Mais il faut être ce que nous sommes. Une voix impérieuse presse l’humanité sur sa route semée de ronces et la fait marcher jusqu’à l’épuisement, jusqu’à la mort. En avant donc, et périssent les courses de taureaux comme les tournois, les arènes, les batailles et tous les jeux qui ruisselaient de sang !


XIX


Matador, bourreau, tueur de bêtes, assassin d’amour, assemblage de muscles, d’os et de sang qu’on revêt de broderies d’argent et d’or ! Je ne te parlerai pas de sensibilité, de cruauté, de l’univers, des rapports des êtres entre eux, des droits de 187 l’homme et de ceux de l’animal, du principe de ton existence et de la sienne. Tu ne sais rien de tout cela ; ton métier est de détruire pour vivre !

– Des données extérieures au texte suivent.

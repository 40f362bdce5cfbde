//! Action processing and dungeon instantiation for Delve.
//!
//! This crate provides:
//! - [`Engine`] - The facade the surrounding system calls
//! - [`perform`] - Applies the state change a resolved command implies
//! - [`history`] - Snapshots everything an action touched, and reads it back
//! - Dungeon instantiation - Copies a dungeon template into a playthrough
//! - [`EngineConfig`] - Sentence limits and snapshot options
//!
//! # Processing an action
//!
//! ```text
//! sentence ──► resolve (delve_parser) ──► perform ──► record history ──► ActionRecordSet
//!                 │                           │              │
//!                 └── no writes on failure    └── one update └── append-only rows
//! ```
//!
//! Every operation runs inside a transaction owned by the caller. The engine
//! never commits or rolls back.

#![warn(missing_docs)]
#![warn(clippy::all)]
#![warn(clippy::pedantic)]

pub mod config;
pub mod engine;
pub mod history;
mod instance;
pub mod perform;

pub use config::EngineConfig;
pub use engine::Engine;
pub use history::{ActionRecordSet, LocationRecordSet, SourceSnapshot};
pub use perform::perform_action;
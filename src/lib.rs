//! Delve - Action-resolution and world-state engine for a text-command dungeon
//!
//! This crate re-exports all layers of the Delve system for convenient access.
//! For detailed documentation, see the individual layer crates.
//!
//! # Architecture
//!
//! ```text
//! Layer 4: delve_runtime    — REPL, CLI, sample dungeon, save files
//! Layer 3: delve_engine     — Action performer, history composer, instantiation
//! Layer 2: delve_parser     — Command extraction and target resolution
//! Layer 1: delve_storage    — Records, views, repositories, transactional store
//! Layer 0: delve_foundation — Core types (typed IDs, Direction, CommandKind, Error)
//! ```

pub use delve_engine as engine;
pub use delve_foundation as foundation;
pub use delve_parser as parser;
pub use delve_runtime as runtime;
pub use delve_storage as storage;
//! Save files using `MessagePack`.
//!
//! A save file holds every committed table of a [`Store`]. Uncommitted
//! transactions are never part of it.

use std::fs::File;
use std::io::{BufReader, BufWriter, Read, Write};
use std::path::Path;

use delve_foundation::{Error, ErrorKind, Result};
use delve_storage::{Store, Tables};
use tracing::info;

/// Serializes tables to bytes using `MessagePack` format.
///
/// Uses named serialization to preserve struct field names.
///
/// # Errors
///
/// Returns an error if serialization fails.
pub fn to_bytes(tables: &Tables) -> Result<Vec<u8>> {
    rmp_serde::to_vec_named(tables)
        .map_err(|e| Error::new(ErrorKind::SerializationError(e.to_string())))
}

/// Deserializes tables from `MessagePack` bytes.
///
/// # Errors
///
/// Returns an error if deserialization fails.
pub fn from_bytes(bytes: &[u8]) -> Result<Tables> {
    rmp_serde::from_slice(bytes)
        .map_err(|e| Error::new(ErrorKind::SerializationError(e.to_string())))
}

fn io_error(action: &str, path: &Path, e: &std::io::Error) -> Error {
    Error::new(ErrorKind::IoError(format!(
        "failed to {action} '{}': {e}",
        path.display()
    )))
}

/// Saves the committed state of a store to a file.
///
/// Creates the file if it doesn't exist, or overwrites it if it does.
///
/// # Errors
///
/// Returns an error if the store is unavailable, the file cannot be written,
/// or serialization fails.
pub fn save_to_file<P: AsRef<Path>>(store: &Store, path: P) -> Result<()> {
    let path = path.as_ref();
    let bytes = to_bytes(&store.snapshot()?)?;

    let file = File::create(path).map_err(|e| io_error("create file", path, &e))?;
    let mut writer = BufWriter::new(file);
    writer
        .write_all(&bytes)
        .map_err(|e| io_error("write to file", path, &e))?;
    writer
        .flush()
        .map_err(|e| io_error("flush file", path, &e))?;

    info!(path = %path.display(), bytes = bytes.len(), "store_saved");
    Ok(())
}

/// Loads tables from a `MessagePack` file.
///
/// # Errors
///
/// Returns an error if the file cannot be read or if deserialization fails.
pub fn load_from_file<P: AsRef<Path>>(path: P) -> Result<Tables> {
    let path = path.as_ref();
    let file = File::open(path).map_err(|e| io_error("open file", path, &e))?;

    let mut reader = BufReader::new(file);
    let mut bytes = Vec::new();
    reader
        .read_to_end(&mut bytes)
        .map_err(|e| io_error("read file", path, &e))?;

    let tables = from_bytes(&bytes)?;
    info!(path = %path.display(), bytes = bytes.len(), "store_loaded");
    Ok(tables)
}
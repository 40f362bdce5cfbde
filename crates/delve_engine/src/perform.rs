//! The action performer.
//!
//! Applies the single state mutation a resolved command implies. Runs inside
//! the caller's transaction and never commits or rolls back.

use delve_foundation::{
    CharacterInstanceId, CommandKind, Error, LocationInstanceId, ObjectInstanceId, Result,
};
use delve_storage::{
    Action, Actor, Carry, CharacterInstance, Command, Holder, InstanceStore, LocationContext,
    LocationInstance, Lock, ObjectInstance, Repository,
};
use tracing::debug;

/// Performs a resolved action and returns it as it should be recorded.
///
/// `move`, `stash`, `equip` and `drop` are only supported for characters.
/// `look` and `attack` change nothing. After a `move` the returned action's
/// location is the destination.
///
/// # Errors
///
/// Returns `Unsupported` for monster-initiated mutations, `Validation` if a
/// precondition fails, and any store error unchanged.
pub fn perform_action<S: InstanceStore + ?Sized>(
    store: &mut S,
    actor: &Actor,
    action: &Action,
    location: &LocationContext,
) -> Result<Action> {
    match action.command {
        Command::Look(_) | Command::Attack { .. } => {}
        Command::Move {
            location_instance_id,
            ..
        } => {
            let character = character_actor(actor, CommandKind::Move)?;
            move_character(store, character, action.location_instance_id, location_instance_id)?;
            return Ok(Action {
                location_instance_id,
                ..action.clone()
            });
        }
        Command::Stash { object_instance_id } => {
            let character = character_actor(actor, CommandKind::Stash)?;
            take_object(store, character, location, object_instance_id, Carry::Stashed)?;
        }
        Command::Equip { object_instance_id } => {
            let character = character_actor(actor, CommandKind::Equip)?;
            take_object(store, character, location, object_instance_id, Carry::Equipped)?;
        }
        Command::Drop { object_instance_id } => {
            let character = character_actor(actor, CommandKind::Drop)?;
            drop_object(store, character, location.id(), object_instance_id)?;
        }
    }
    Ok(action.clone())
}

fn character_actor(actor: &Actor, command: CommandKind) -> Result<CharacterInstanceId> {
    match actor {
        Actor::Character(view) => Ok(view.id),
        Actor::Monster(_) => Err(Error::unsupported(command, actor.kind())),
    }
}

fn move_character<S: InstanceStore + ?Sized>(
    store: &mut S,
    character_instance_id: CharacterInstanceId,
    from: LocationInstanceId,
    to: LocationInstanceId,
) -> Result<()> {
    let mut character =
        Repository::<CharacterInstance>::get_one(store, character_instance_id, Lock::ForUpdate)?;
    if character.location_instance_id != from {
        return Err(Error::validation(format!(
            "character instance {character_instance_id} is no longer at {from}"
        )));
    }
    let target = Repository::<LocationInstance>::get_one(store, to, Lock::None)?;
    if target.dungeon_instance_id != character.dungeon_instance_id {
        return Err(Error::validation(format!(
            "location instance {to} is outside dungeon instance {}",
            character.dungeon_instance_id
        )));
    }

    character.location_instance_id = to;
    Repository::<CharacterInstance>::update_one(store, &mut character)?;
    debug!(character = %character_instance_id, %from, %to, "character_moved");
    Ok(())
}

fn take_object<S: InstanceStore + ?Sized>(
    store: &mut S,
    character_instance_id: CharacterInstanceId,
    location: &LocationContext,
    object_instance_id: ObjectInstanceId,
    carry: Carry,
) -> Result<()> {
    let mut object =
        Repository::<ObjectInstance>::get_one(store, object_instance_id, Lock::ForUpdate)?;
    if object.dungeon_instance_id != location.location.dungeon_instance_id {
        return Err(Error::validation(format!(
            "object instance {object_instance_id} is outside dungeon instance {}",
            location.location.dungeon_instance_id
        )));
    }
    let holder = Holder::Character(character_instance_id);
    let on_floor = object.location_instance_id == Some(location.id());
    if !on_floor && object.holder() != Some(holder) {
        return Err(Error::validation(format!(
            "object instance {object_instance_id} is neither here nor held"
        )));
    }

    object.give_to(holder, carry);
    object.check_placement()?;
    Repository::<ObjectInstance>::update_one(store, &mut object)?;
    debug!(
        character = %character_instance_id,
        object = %object_instance_id,
        ?carry,
        "object_taken"
    );
    Ok(())
}

fn drop_object<S: InstanceStore + ?Sized>(
    store: &mut S,
    character_instance_id: CharacterInstanceId,
    location_instance_id: LocationInstanceId,
    object_instance_id: ObjectInstanceId,
) -> Result<()> {
    let mut object =
        Repository::<ObjectInstance>::get_one(store, object_instance_id, Lock::ForUpdate)?;
    if object.holder() != Some(Holder::Character(character_instance_id)) {
        return Err(Error::validation(format!(
            "object instance {object_instance_id} is not held by character instance {character_instance_id}"
        )));
    }

    object.place_at(location_instance_id);
    object.check_placement()?;
    Repository::<ObjectInstance>::update_one(store, &mut object)?;
    debug!(
        character = %character_instance_id,
        object = %object_instance_id,
        location = %location_instance_id,
        "object_dropped"
    );
    Ok(())
}
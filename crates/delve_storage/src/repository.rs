//! The persistence contract.
//!
//! One [`Repository`] per record kind and one [`ViewRepository`] per view.
//! [`InstanceStore`] names the full set the engine needs; any type that
//! provides all of them is an instance store.
//!
//! Every method takes `&mut self`: implementations run inside a transaction
//! and record locks and writes as they go.

use delve_foundation::Result;

use crate::action::{Action, ActionCharacter, ActionMonster, ActionObject};
use crate::instance::{
    CharacterInstance, DungeonInstance, LocationInstance, MonsterInstance, ObjectInstance,
};
use crate::record::{Lock, Record, View};
use crate::template::{Character, Dungeon, Location, Monster, Object};
use crate::view::{CharacterInstanceView, LocationInstanceView, MonsterInstanceView, ObjectInstanceView};

/// CRUD access to one record kind.
pub trait Repository<R: Record> {
    /// Fetches one record by identifier.
    ///
    /// # Errors
    ///
    /// Returns `NotFound` if no such record exists.
    fn get_one(&mut self, id: R::Id, lock: Lock) -> Result<R>;

    /// Fetches every record matching `filter`, in insertion order.
    ///
    /// # Errors
    ///
    /// Returns an error if the backing store fails.
    fn get_many(&mut self, filter: &R::Filter, lock: Lock) -> Result<Vec<R>>;

    /// Inserts a record, assigning its identifier if nil and its creation time.
    ///
    /// # Errors
    ///
    /// Returns an error if a record with the same identifier exists.
    fn create_one(&mut self, record: &mut R) -> Result<()>;

    /// Replaces a record, setting its update time.
    ///
    /// # Errors
    ///
    /// Returns `AppendOnly` for history records and `NotFound` if the record
    /// does not exist.
    fn update_one(&mut self, record: &mut R) -> Result<()>;
}

/// Read access to one view kind.
pub trait ViewRepository<V: View> {
    /// Fetches one view by identifier.
    ///
    /// # Errors
    ///
    /// Returns `NotFound` if the instance or its template is missing.
    fn get_view(&mut self, id: V::Id, lock: Lock) -> Result<V>;

    /// Fetches every view matching `filter`, in insertion order.
    ///
    /// # Errors
    ///
    /// Returns `NotFound` if a matching instance's template is missing.
    fn get_views(&mut self, filter: &V::Filter, lock: Lock) -> Result<Vec<V>>;
}

/// Every repository the engine reads and writes.
pub trait InstanceStore:
    Repository<Dungeon>
    + Repository<Location>
    + Repository<Character>
    + Repository<Monster>
    + Repository<Object>
    + Repository<DungeonInstance>
    + Repository<LocationInstance>
    + Repository<CharacterInstance>
    + Repository<MonsterInstance>
    + Repository<ObjectInstance>
    + Repository<Action>
    + Repository<ActionCharacter>
    + Repository<ActionMonster>
    + Repository<ActionObject>
    + ViewRepository<LocationInstanceView>
    + ViewRepository<CharacterInstanceView>
    + ViewRepository<MonsterInstanceView>
    + ViewRepository<ObjectInstanceView>
{
}

impl<T> InstanceStore for T where
    T: ?Sized
        + Repository<Dungeon>
        + Repository<Location>
        + Repository<Character>
        + Repository<Monster>
        + Repository<Object>
        + Repository<DungeonInstance>
        + Repository<LocationInstance>
        + Repository<CharacterInstance>
        + Repository<MonsterInstance>
        + Repository<ObjectInstance>
        + Repository<Action>
        + Repository<ActionCharacter>
        + Repository<ActionMonster>
        + Repository<ActionObject>
        + ViewRepository<LocationInstanceView>
        + ViewRepository<CharacterInstanceView>
        + ViewRepository<MonsterInstanceView>
        + ViewRepository<ObjectInstanceView>
{
}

Mais il est un terrible proverbe qu’on répète dans toutes les Espagnes : le meilleur torero, c’est le taureau. Voilà qui est vrai, voilà qui doit aller jusqu’au fond de ton âme vulgaire. Les plus habiles sont tombés dans l’arène ; comme eux tu finiras, d’un coup de corne.

Et ce public qui te siffle, t’applaudit, te paye et te considère comme son jouet, ce public est conjuré contre ta vie parce que ta mort lui fournirait une émotion plus puissante que toutes les autres.